(Data provided Opens)

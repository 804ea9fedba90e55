//! Landmass stage
//!
//! Stamps random-walk continent skeletons onto a thickness layer, then
//! removes diagonal-only pinches so land stays 4-connected.

use rand::rngs::StdRng;

use super::{irand, GenerationError};
use crate::world::layer::Layer;
use crate::world::point::{each_point, Point, HEIGHT, WIDTH};

/// Land thickness per cell. 0 is ocean.
pub type Landmass = Layer<u8>;

/// Cells painted before every walk step
const BRUSH: [(i32, i32); 3] = [(0, 0), (0, 1), (1, 0)];

/// Maximum walk length of one skeleton
pub const CHUNK_LENGTH: i32 = 64;

/// Skeleton stamps allowed before giving up on the land target
pub const MAX_SKELETON_SPAWNS: u32 = 20_000;

/// Outcome of the landmass stage
#[derive(Debug, Clone, Default)]
pub struct LandmassStats {
    pub skeletons: u32,
    pub total_land_mass: u32,
    pub pinches_filled: u32,
}

/// Land increments required before stamping stops
pub fn land_target(land_size: i32) -> u32 {
    (land_size * 320 + 640).max(0) as u32
}

/// Build the raw thickness layer
pub fn generate_landmass(rng: &mut StdRng, land_size: i32) -> Result<(Landmass, LandmassStats), GenerationError> {
    generate_landmass_with_limit(rng, land_size, MAX_SKELETON_SPAWNS)
}

pub(crate) fn generate_landmass_with_limit(
    rng: &mut StdRng,
    land_size: i32,
    max_spawns: u32,
) -> Result<(Landmass, LandmassStats), GenerationError> {
    let mut land = Landmass::new(0);
    let mut stats = LandmassStats::default();
    let target = land_target(land_size);

    while stats.total_land_mass < target {
        if stats.skeletons >= max_spawns {
            return Err(GenerationError::LandmassTargetUnreachable {
                target,
                reached: stats.total_land_mass,
                spawns: stats.skeletons,
            });
        }
        stats.total_land_mass += spawn_continent(rng, &mut land);
        stats.skeletons += 1;
    }

    stats.pinches_filled = fill_diagonal_pinches(&mut land);
    log::debug!(
        "Landmass: {} skeletons, {} land increments (target {}), {} pinches filled",
        stats.skeletons,
        stats.total_land_mass,
        target,
        stats.pinches_filled
    );
    Ok((land, stats))
}

/// Stamp one skeleton and return how many cells it raised
fn spawn_continent(rng: &mut StdRng, land: &mut Landmass) -> u32 {
    let origin = Point::new(irand(rng, 72) + 4, irand(rng, 34) + 8);
    let stencil = continent_skeleton(rng, origin);

    let mut raised = 0;
    for (p, cell) in stencil.iter() {
        if cell != 0 {
            land.set(p, land.get(p).saturating_add(1));
            raised += 1;
        }
    }
    raised
}

/// Random walk that paints the brush before every step
fn continent_skeleton(rng: &mut StdRng, start: Point) -> Landmass {
    let mut stencil = Landmass::new(0);
    let Point { mut x, mut y } = start;
    let mut steps = irand(rng, CHUNK_LENGTH) + 1;

    loop {
        for (dx, dy) in BRUSH {
            stencil.set(Point::new(x + dx, y + dy), 15);
        }
        match irand(rng, 4) {
            0 => y -= 1,
            1 => x += 1,
            2 => y += 1,
            _ => x -= 1,
        }

        steps -= 1;
        if steps <= 0 || x <= 2 || x >= WIDTH - 3 || y <= 2 || y >= HEIGHT - 4 {
            break;
        }
    }

    stencil
}

/// Occupancy bits of the 2x2 block anchored at `(x, y)`
fn block_flags(land: &Landmass, x: i32, y: i32) -> u8 {
    [(0, 0, 0x1), (1, 0, 0x2), (0, 1, 0x4), (1, 1, 0x8)]
        .into_iter()
        .filter(|&(dx, dy, _)| land.get(Point::new(x + dx, y + dy)) != 0)
        .fold(0, |flags, (_, _, bit)| flags | bit)
}

/// Fill interior 2x2 blocks where only a diagonal pair is land.
///
/// After each fill the scan steps back one row and one column so every block
/// sharing a cell with the fill is examined again. Returns the number of fills.
pub fn fill_diagonal_pinches(land: &mut Landmass) -> u32 {
    let mut filled = 0;
    let mut x = 1;
    while x < WIDTH - 1 {
        let mut y = 1;
        while y < HEIGHT - 1 {
            let flags = block_flags(land, x, y);
            if flags == 0x6 || flags == 0x9 {
                land.set(Point::new(x, y), 1);
                land.set(Point::new(x, y + 1), 1);
                land.set(Point::new(x + 1, y + 1), 1);
                filled += 1;
                // Resume at the block up and to the left of this one
                x = (x - 1).max(0);
                y = (y - 2).max(0);
            }
            y += 1;
        }
        x += 1;
    }
    filled
}

/// Number of land cells in a thickness layer
pub fn land_cells(land: &Landmass) -> usize {
    each_point().filter(|&p| land.get(p) != 0).count()
}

(Data provided Closes)

## What you will do
Retype the line containing "land.set(Point::new(x, y), 1);" and each line after it through the end of the listing, exactly, leaving out everything else.

## Response to the task
                land.set(Point::new(x, y), 1);
                land.set(Point::new(x, y + 1), 1);
                land.set(Point::new(x + 1, y + 1), 1);
                filled += 1;
                // Resume at the block up and to the left of this one
                x = (x - 1).max(0);
                y = (y - 2).max(0);
            }
            y += 1;
        }
        x += 1;
    }
    filled
}

/// Number of land cells in a thickness layer
pub fn land_cells(land: &Landmass) -> usize {
    each_point().filter(|&p| land.get(p) != 0).count()
}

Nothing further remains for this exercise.